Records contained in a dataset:

[Start of Attachment]

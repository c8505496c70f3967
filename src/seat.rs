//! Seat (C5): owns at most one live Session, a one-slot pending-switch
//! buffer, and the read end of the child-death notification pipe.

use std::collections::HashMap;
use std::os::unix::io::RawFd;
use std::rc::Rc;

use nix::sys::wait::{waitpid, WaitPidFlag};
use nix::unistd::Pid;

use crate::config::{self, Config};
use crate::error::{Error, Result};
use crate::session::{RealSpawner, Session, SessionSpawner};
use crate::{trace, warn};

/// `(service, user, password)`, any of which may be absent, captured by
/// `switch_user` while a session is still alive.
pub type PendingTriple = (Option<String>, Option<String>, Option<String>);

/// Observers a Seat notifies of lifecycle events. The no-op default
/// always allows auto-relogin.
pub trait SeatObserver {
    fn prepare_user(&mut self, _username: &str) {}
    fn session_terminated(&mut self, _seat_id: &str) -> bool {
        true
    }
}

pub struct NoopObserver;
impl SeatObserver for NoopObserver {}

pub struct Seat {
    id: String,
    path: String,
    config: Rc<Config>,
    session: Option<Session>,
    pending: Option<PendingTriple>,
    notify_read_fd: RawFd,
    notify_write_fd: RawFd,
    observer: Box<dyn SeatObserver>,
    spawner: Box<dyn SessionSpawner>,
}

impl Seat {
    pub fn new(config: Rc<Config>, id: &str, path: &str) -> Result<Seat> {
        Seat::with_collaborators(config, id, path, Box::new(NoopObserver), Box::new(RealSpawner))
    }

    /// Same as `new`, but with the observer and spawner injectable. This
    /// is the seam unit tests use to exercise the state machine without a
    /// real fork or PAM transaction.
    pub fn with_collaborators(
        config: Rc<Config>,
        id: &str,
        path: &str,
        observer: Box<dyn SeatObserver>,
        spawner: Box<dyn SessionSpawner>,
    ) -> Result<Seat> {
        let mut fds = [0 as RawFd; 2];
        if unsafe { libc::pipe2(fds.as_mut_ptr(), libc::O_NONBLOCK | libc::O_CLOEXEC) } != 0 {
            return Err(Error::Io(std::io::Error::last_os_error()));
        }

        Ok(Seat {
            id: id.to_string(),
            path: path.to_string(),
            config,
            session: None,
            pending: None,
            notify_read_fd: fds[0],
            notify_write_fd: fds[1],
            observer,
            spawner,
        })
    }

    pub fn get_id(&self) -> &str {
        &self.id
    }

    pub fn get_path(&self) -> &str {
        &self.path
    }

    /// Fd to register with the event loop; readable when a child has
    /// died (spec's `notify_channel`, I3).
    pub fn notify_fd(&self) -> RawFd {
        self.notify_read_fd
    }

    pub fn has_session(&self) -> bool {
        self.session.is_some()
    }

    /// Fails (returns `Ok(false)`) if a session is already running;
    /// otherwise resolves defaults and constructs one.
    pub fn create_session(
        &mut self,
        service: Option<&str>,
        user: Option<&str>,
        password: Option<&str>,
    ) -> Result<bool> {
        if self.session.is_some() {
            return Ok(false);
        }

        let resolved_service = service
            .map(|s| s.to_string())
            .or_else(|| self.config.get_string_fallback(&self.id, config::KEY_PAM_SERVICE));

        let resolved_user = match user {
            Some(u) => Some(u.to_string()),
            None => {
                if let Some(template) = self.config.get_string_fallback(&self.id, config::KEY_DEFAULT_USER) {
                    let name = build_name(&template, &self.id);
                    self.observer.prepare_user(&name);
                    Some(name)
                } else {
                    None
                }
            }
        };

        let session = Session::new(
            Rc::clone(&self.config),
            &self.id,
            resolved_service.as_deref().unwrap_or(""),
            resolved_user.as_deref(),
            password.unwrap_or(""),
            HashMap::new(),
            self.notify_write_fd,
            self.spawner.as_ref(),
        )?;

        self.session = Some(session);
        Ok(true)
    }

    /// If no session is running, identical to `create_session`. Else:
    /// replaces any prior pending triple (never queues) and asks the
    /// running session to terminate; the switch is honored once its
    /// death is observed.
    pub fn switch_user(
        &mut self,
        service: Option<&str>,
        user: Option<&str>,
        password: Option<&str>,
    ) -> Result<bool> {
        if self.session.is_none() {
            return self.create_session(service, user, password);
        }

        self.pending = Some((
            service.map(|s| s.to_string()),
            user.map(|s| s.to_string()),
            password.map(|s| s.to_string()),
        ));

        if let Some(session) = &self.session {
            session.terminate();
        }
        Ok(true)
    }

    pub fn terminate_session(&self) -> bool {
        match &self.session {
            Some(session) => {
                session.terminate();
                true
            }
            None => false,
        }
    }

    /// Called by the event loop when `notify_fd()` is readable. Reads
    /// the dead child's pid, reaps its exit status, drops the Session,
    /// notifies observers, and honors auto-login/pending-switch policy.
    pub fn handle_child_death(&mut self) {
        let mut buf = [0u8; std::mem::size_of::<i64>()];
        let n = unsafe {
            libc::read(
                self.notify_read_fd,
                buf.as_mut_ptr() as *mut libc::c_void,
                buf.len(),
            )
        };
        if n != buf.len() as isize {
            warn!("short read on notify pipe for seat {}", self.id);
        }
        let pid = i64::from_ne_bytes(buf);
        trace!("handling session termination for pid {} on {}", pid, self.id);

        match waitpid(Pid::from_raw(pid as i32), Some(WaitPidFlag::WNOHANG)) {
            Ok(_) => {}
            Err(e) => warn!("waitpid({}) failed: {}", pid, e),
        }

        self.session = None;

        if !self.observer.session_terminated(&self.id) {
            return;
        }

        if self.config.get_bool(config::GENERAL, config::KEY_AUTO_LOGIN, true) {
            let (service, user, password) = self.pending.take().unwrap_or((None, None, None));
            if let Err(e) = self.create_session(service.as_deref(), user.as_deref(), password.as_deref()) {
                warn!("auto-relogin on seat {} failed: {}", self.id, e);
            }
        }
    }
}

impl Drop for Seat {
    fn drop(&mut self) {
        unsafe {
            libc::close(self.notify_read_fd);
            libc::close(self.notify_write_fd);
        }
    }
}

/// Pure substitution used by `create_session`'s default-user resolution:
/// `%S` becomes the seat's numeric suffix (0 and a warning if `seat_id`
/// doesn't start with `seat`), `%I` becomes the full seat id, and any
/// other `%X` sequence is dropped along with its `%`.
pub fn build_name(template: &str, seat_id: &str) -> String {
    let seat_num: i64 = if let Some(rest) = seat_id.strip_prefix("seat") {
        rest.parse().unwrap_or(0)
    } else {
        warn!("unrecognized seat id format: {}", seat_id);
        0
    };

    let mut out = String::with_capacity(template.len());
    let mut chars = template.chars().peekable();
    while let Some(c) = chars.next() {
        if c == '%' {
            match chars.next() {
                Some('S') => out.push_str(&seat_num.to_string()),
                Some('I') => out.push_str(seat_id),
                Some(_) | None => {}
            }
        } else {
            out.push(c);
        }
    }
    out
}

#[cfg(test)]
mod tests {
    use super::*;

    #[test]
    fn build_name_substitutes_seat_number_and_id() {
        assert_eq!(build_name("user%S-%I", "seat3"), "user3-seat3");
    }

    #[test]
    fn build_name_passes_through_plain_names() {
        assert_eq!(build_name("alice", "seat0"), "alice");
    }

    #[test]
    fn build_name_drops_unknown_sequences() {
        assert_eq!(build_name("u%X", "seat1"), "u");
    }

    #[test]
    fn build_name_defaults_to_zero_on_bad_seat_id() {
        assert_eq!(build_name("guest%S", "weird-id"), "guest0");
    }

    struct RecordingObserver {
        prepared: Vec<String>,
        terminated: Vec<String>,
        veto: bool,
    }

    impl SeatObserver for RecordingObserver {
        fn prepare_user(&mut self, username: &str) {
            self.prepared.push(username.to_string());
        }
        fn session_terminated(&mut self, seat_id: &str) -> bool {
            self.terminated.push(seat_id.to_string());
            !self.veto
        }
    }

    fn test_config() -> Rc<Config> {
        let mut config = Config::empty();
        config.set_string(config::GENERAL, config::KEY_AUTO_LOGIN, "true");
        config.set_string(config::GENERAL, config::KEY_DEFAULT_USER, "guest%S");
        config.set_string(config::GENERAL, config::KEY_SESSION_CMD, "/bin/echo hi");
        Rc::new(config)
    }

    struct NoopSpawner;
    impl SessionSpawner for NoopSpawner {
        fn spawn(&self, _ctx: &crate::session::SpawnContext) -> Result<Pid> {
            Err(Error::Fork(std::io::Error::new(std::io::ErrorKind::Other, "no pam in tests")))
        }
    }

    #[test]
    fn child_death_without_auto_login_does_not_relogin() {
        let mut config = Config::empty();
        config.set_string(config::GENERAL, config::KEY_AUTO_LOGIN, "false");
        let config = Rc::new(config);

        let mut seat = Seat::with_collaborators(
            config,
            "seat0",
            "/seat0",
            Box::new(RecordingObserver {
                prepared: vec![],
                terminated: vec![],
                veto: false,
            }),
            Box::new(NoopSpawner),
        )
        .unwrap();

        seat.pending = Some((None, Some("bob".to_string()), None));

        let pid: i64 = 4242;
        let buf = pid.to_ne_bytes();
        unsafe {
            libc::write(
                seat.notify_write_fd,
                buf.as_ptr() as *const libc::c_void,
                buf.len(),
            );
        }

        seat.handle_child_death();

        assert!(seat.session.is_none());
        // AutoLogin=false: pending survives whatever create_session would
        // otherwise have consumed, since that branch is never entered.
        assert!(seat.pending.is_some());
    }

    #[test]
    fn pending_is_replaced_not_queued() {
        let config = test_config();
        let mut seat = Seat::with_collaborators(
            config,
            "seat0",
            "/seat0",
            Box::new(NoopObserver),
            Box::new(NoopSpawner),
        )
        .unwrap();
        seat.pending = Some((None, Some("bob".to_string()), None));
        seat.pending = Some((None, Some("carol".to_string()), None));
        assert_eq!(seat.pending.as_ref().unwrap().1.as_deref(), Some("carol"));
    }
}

[End of Attachment]
[Start of Attachment]

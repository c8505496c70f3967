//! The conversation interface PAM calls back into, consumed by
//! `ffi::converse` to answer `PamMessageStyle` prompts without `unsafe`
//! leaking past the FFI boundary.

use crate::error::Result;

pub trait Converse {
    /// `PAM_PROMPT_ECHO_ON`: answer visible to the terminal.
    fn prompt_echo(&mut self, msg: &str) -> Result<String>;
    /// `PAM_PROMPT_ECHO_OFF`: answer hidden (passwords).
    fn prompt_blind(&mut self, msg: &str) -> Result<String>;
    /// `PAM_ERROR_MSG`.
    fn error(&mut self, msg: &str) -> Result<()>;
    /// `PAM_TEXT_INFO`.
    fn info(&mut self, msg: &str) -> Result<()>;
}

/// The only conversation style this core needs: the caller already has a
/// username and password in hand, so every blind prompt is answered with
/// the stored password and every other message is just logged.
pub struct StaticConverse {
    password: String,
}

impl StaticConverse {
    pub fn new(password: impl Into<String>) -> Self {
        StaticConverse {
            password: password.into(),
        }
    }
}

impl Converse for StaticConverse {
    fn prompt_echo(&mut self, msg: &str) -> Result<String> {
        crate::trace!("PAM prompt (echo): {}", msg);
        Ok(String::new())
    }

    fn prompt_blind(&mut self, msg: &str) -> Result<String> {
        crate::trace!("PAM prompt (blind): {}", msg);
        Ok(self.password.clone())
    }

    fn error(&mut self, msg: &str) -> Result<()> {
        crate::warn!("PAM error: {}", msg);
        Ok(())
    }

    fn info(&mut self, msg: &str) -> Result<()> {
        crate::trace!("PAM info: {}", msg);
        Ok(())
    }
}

[End of Attachment]
[Start of Attachment]

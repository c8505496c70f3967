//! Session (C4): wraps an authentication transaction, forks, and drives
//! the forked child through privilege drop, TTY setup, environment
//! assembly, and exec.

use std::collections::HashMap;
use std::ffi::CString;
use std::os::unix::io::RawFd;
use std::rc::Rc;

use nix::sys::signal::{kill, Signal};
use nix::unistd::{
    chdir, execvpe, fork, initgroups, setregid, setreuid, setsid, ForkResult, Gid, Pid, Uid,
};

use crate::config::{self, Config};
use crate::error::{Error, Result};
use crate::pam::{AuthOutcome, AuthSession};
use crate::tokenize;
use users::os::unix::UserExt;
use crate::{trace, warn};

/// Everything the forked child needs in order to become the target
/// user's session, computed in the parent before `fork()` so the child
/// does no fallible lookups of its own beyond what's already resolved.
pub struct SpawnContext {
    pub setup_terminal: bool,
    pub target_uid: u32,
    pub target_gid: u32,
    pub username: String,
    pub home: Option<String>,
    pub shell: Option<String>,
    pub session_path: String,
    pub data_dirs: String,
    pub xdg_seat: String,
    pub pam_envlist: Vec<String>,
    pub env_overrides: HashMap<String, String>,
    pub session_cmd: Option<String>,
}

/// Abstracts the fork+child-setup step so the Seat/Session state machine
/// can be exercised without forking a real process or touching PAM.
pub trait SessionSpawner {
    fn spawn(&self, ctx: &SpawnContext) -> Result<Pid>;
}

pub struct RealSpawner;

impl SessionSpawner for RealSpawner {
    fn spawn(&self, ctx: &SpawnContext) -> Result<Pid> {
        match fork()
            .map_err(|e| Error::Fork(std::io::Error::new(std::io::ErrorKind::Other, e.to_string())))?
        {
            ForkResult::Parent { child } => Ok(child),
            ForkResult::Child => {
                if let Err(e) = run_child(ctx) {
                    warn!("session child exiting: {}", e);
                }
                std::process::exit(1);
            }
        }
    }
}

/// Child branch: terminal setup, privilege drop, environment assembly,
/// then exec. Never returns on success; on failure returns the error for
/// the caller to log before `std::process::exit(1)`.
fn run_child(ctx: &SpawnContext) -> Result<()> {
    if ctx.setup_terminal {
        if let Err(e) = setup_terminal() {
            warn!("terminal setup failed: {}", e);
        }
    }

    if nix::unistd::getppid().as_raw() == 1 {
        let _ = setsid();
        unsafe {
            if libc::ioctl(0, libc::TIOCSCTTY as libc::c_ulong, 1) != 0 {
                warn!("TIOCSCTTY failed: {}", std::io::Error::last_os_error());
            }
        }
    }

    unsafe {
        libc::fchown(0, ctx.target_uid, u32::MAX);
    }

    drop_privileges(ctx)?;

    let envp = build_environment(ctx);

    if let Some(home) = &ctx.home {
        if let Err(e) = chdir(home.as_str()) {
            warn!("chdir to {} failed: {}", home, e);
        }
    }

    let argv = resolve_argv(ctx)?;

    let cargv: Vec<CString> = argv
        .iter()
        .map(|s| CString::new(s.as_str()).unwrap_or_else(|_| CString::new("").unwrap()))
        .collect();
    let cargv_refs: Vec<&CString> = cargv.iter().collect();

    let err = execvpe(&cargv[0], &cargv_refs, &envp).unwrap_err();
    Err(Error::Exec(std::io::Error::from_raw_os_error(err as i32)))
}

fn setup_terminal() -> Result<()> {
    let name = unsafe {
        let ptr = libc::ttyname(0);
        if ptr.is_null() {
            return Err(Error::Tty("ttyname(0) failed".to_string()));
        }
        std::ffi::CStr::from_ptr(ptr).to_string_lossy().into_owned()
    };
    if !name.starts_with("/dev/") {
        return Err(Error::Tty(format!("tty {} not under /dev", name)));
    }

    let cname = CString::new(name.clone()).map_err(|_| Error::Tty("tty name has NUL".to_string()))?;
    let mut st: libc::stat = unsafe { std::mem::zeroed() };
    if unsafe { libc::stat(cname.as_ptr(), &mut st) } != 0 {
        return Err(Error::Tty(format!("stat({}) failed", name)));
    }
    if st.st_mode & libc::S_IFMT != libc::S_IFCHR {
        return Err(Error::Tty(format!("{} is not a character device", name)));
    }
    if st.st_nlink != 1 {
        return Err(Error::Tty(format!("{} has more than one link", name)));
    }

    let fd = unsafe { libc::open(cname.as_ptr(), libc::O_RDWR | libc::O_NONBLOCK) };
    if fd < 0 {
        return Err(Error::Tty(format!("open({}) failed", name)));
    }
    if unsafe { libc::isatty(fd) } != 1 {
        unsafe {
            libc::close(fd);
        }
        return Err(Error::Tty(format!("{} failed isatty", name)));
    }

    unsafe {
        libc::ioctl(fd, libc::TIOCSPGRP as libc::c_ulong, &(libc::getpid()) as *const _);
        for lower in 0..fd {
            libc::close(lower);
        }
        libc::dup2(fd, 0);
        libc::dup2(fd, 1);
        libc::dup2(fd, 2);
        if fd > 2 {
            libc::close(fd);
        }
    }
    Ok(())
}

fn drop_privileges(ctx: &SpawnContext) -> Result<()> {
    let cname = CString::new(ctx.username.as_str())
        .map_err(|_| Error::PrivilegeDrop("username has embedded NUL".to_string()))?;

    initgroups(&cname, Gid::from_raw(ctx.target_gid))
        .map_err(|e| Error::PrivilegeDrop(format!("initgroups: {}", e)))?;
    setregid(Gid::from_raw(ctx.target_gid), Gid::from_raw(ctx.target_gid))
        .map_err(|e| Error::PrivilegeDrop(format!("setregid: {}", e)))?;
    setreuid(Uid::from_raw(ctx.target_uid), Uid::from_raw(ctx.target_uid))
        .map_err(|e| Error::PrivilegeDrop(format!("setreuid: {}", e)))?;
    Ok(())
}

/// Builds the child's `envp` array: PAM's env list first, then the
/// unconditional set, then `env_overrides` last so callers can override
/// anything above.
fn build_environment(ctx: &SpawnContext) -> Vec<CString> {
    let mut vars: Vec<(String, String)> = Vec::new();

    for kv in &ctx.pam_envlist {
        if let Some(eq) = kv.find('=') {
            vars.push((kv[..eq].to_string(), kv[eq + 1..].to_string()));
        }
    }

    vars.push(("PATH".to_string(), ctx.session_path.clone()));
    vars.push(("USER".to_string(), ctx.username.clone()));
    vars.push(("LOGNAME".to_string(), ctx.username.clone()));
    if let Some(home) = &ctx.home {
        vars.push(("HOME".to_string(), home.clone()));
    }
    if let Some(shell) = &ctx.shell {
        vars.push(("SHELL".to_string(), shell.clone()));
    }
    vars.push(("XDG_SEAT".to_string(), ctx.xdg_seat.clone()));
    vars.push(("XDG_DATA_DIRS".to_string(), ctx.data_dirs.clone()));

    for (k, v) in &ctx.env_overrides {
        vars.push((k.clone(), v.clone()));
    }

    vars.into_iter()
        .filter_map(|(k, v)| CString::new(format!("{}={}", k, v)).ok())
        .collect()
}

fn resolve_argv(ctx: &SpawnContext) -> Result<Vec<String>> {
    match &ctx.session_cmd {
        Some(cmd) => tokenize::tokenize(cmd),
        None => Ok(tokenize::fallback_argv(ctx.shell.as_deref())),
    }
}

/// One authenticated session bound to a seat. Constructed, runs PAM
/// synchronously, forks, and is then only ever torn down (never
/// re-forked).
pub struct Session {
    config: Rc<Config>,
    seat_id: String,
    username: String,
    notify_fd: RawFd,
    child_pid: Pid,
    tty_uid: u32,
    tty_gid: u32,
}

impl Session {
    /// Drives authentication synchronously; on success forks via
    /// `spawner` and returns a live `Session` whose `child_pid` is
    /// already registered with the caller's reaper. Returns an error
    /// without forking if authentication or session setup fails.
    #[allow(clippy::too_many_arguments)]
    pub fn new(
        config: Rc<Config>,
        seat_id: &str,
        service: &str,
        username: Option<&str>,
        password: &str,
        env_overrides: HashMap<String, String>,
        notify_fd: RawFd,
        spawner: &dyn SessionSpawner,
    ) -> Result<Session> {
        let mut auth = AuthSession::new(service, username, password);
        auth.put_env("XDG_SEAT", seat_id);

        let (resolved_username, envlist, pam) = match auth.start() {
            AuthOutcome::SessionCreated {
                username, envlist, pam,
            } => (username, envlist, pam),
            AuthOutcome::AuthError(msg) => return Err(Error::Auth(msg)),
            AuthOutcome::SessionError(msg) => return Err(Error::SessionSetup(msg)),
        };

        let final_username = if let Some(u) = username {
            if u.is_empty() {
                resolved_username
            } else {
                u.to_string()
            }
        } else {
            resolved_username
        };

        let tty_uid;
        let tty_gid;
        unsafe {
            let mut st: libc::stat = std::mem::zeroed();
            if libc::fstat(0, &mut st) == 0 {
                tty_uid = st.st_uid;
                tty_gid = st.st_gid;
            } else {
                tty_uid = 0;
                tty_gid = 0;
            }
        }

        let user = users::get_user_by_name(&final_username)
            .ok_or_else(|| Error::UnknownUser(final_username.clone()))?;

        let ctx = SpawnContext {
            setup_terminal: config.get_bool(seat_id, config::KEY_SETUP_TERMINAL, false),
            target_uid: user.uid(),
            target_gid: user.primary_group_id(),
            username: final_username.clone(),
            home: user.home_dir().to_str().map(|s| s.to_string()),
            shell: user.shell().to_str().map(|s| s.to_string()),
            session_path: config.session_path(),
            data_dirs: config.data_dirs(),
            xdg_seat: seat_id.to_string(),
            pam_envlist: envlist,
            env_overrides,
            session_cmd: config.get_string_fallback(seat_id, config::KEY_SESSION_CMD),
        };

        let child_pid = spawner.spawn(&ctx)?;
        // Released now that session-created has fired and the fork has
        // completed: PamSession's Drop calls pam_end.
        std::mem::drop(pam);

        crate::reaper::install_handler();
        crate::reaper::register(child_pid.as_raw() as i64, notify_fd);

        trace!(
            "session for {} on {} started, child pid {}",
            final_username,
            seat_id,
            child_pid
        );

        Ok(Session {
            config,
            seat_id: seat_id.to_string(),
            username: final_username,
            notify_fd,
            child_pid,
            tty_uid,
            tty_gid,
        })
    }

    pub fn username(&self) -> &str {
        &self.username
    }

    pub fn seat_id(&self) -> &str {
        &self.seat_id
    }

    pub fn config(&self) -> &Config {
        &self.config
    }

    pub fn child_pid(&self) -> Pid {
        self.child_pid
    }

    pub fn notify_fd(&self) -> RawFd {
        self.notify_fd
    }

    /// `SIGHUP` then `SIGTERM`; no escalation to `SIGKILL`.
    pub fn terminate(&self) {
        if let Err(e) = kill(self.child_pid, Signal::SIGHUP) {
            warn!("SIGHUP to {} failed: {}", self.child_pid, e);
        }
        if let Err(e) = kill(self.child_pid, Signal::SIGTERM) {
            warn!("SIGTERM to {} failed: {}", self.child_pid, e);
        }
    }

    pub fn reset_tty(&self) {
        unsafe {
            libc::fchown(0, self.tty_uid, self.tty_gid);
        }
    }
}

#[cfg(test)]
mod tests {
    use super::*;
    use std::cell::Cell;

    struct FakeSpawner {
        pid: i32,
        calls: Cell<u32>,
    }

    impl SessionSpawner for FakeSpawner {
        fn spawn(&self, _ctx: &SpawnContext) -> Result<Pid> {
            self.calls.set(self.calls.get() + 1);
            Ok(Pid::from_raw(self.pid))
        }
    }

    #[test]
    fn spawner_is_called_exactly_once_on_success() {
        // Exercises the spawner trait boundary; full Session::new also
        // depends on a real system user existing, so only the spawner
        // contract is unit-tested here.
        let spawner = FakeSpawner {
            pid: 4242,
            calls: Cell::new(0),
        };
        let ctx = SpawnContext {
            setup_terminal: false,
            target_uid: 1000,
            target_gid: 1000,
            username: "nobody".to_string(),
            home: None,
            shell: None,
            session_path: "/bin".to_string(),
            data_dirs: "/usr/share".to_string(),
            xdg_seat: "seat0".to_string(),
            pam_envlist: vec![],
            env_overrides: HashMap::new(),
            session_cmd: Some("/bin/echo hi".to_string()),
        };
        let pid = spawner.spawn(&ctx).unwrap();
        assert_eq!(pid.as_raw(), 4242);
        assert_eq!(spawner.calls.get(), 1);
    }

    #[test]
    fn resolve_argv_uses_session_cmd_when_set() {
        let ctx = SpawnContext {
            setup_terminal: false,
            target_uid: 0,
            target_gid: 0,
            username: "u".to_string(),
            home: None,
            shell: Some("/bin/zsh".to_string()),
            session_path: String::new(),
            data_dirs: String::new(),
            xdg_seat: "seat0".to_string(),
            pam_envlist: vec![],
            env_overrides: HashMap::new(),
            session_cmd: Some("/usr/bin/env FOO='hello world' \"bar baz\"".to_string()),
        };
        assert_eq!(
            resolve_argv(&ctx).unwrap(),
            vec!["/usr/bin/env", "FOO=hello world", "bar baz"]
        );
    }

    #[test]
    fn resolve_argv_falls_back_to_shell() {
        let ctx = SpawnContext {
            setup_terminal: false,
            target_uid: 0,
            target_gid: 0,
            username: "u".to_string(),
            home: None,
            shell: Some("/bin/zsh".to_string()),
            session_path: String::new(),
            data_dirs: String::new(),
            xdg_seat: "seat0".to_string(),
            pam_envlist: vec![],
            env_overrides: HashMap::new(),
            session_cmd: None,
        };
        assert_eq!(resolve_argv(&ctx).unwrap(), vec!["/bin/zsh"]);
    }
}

[End of Attachment]

• _ABOUT THIS TASK_
Extract from the data every line where "SeatObserver" shows up.

• _SOLUTION TO THIS PROBLEM_
pub trait SeatObserver {
impl SeatObserver for NoopObserver {}
    observer: Box<dyn SeatObserver>,
        observer: Box<dyn SeatObserver>,
    impl SeatObserver for RecordingObserver {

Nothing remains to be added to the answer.